Strips of bills of different denominations

2.3 × 5.9 inches

 

 

The piece was produced by cutting two millimeter strips from the edges of differently valued bills, then combining the strips from many bills in order to create a new one. This mechanism sprang from an interest in creating a version of this economic tool, based on tiny “thefts” from the currency of different countries, which were put into circulation after parts of them had been removed. 

Untitled (Pilferage)

Eduardo Abaroa 

Fritzia Irizar is among the Mexican artists to have best understood the critical possibilities of minimal gestures. Pilferage involves a deceptively simple subversion: it is based on the kind of idea that strikes only rarely, an idea with a spontaneous inventiveness that evokes an entire process. Cutting a tiny fraction from many real bills and fashioning a new one from the pieces has the air of a good joke, but in our present age of huge tax frauds in the business sector and financial catastrophes that destroy millions of people’s lives, an allusion to imperceptible theft acquires unusual power.
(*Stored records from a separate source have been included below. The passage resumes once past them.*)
use std::fmt;
use std::str::FromStr;

use serde::{Deserialize, Deserializer, Serialize};

use crate::options::{messages, UiLanguage};

#[derive(Debug, Clone, Copy, PartialEq, Eq, Hash, Serialize, Deserialize)]
#[serde(try_from = "String", into = "String")]
pub enum ConfidenceLevel {
    Green,
    Yellow,
    Red,
}

impl ConfidenceLevel {
    pub fn code(self) -> &'static str {
        match self {
            Self::Green => "GREEN",
            Self::Yellow => "YELLOW",
            Self::Red => "RED",
        }
    }

    pub fn icon(self) -> &'static str {
        match self {
            Self::Green => "🟢",
            Self::Yellow => "🟡",
            Self::Red => "🔴",
        }
    }

    pub fn label(self, lang: UiLanguage) -> &'static str {
        match (self, lang) {
            (Self::Green, UiLanguage::Pt) => "Confiança elevada",
            (Self::Green, UiLanguage::En) => "High Confidence",
            (Self::Yellow, UiLanguage::Pt) => "Confiança média",
            (Self::Yellow, UiLanguage::En) => "Medium Confidence",
            (Self::Red, UiLanguage::Pt) => "Confiança baixa",
            (Self::Red, UiLanguage::En) => "Low Confidence",
        }
    }
}

impl FromStr for ConfidenceLevel {
    type Err = String;

    fn from_str(raw: &str) -> Result<Self, Self::Err> {
        match raw.trim().to_ascii_uppercase().as_str() {
            "GREEN" => Ok(Self::Green),
            "YELLOW" => Ok(Self::Yellow),
            "RED" => Ok(Self::Red),
            _ => Err(format!("unknown confidence level '{raw}'")),
        }
    }
}

impl TryFrom<String> for ConfidenceLevel {
    type Error = String;

    fn try_from(value: String) -> Result<Self, Self::Error> {
        value.parse()
    }
}

impl From<ConfidenceLevel> for String {
    fn from(value: ConfidenceLevel) -> Self {
        value.code().to_string()
    }
}

impl fmt::Display for ConfidenceLevel {
    fn fmt(&self, f: &mut fmt::Formatter<'_>) -> fmt::Result {
        f.write_str(self.code())
    }
}

/// Heuristic metrics the model reports about its own output.
#[derive(Debug, Clone, Default, PartialEq, Eq, Serialize, Deserialize)]
#[serde(rename_all = "camelCase", default)]
pub struct AuditTrace {
    pub intent_confidence: String,
    pub constraint_satisfaction: String,
    pub humanisation_applied: String,
    pub ai_trace_risk: String,
    #[serde(deserialize_with = "percentage_from_number")]
    pub ai_trace_percentage: u8,
    pub variant_compliance: String,
    pub references: Vec<String>,
}

impl AuditTrace {
    /// Above this the output reads as machine-written.
    pub const AI_TRACE_ALERT_THRESHOLD: u8 = 50;

    pub fn ai_trace_flagged(&self) -> bool {
        self.ai_trace_percentage > Self::AI_TRACE_ALERT_THRESHOLD
    }

    pub fn has_references(&self) -> bool {
        self.references.iter().any(|item| !item.trim().is_empty())
    }
}

fn percentage_from_number<'de, D>(deserializer: D) -> Result<u8, D::Error>
where
    D: Deserializer<'de>,
{
    let raw = Option::<f64>::deserialize(deserializer)?.unwrap_or(0.0);
    if !raw.is_finite() {
        return Ok(0);
    }
    Ok(raw.round().clamp(0.0, 100.0) as u8)
}

#[derive(Debug, Clone, PartialEq, Eq, Serialize, Deserialize)]
#[serde(rename_all = "camelCase")]
pub struct ProcessingResult {
    pub text: String,
    pub confidence: ConfidenceLevel,
    pub audit_trace: AuditTrace,
    #[serde(default, skip_serializing_if = "Option::is_none")]
    pub error: Option<String>,
}

impl ProcessingResult {
    /// Appends the reference list to the text. Returns false when there is
    /// nothing to insert.
    pub fn insert_references(&mut self, lang: UiLanguage) -> bool {
        let references = self
            .audit_trace
            .references
            .iter()
            .map(|item| item.trim())
            .filter(|item| !item.is_empty())
            .collect::<Vec<&str>>();
        if references.is_empty() {
            return false;
        }
        let block = format!(
            "\n\n---\n{}:\n{}",
            messages(lang).references,
            references.join("\n")
        );
        self.text.push_str(&block);
        true
    }
}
One smiles to think that the new bill, although made from the same material, will never be as valuable as the real one. But common sense is sometimes wrong. Reality is different. The new bill, in its status as a work of art, is probably worth hundreds of times more than any single bill, and it is also liable to become an object of speculation for collectors, museums, etc. Its value may grow exponentially. Irizar has performed an act of financial alchemy that would make any wolf of Wall Street proud. I wouldn’t be surprised if this work became a classic, an emblem of sorts, representing a decade in which our awareness of the global economic system’s catastrophic dysfunctionality increased in painful measure. We are hurt not only by the defenselessness to which neoliberal economics have subjected us. Pilferage, too, takes advantage of our difficulties and shows us the unbearable immensity of our own world, the human world.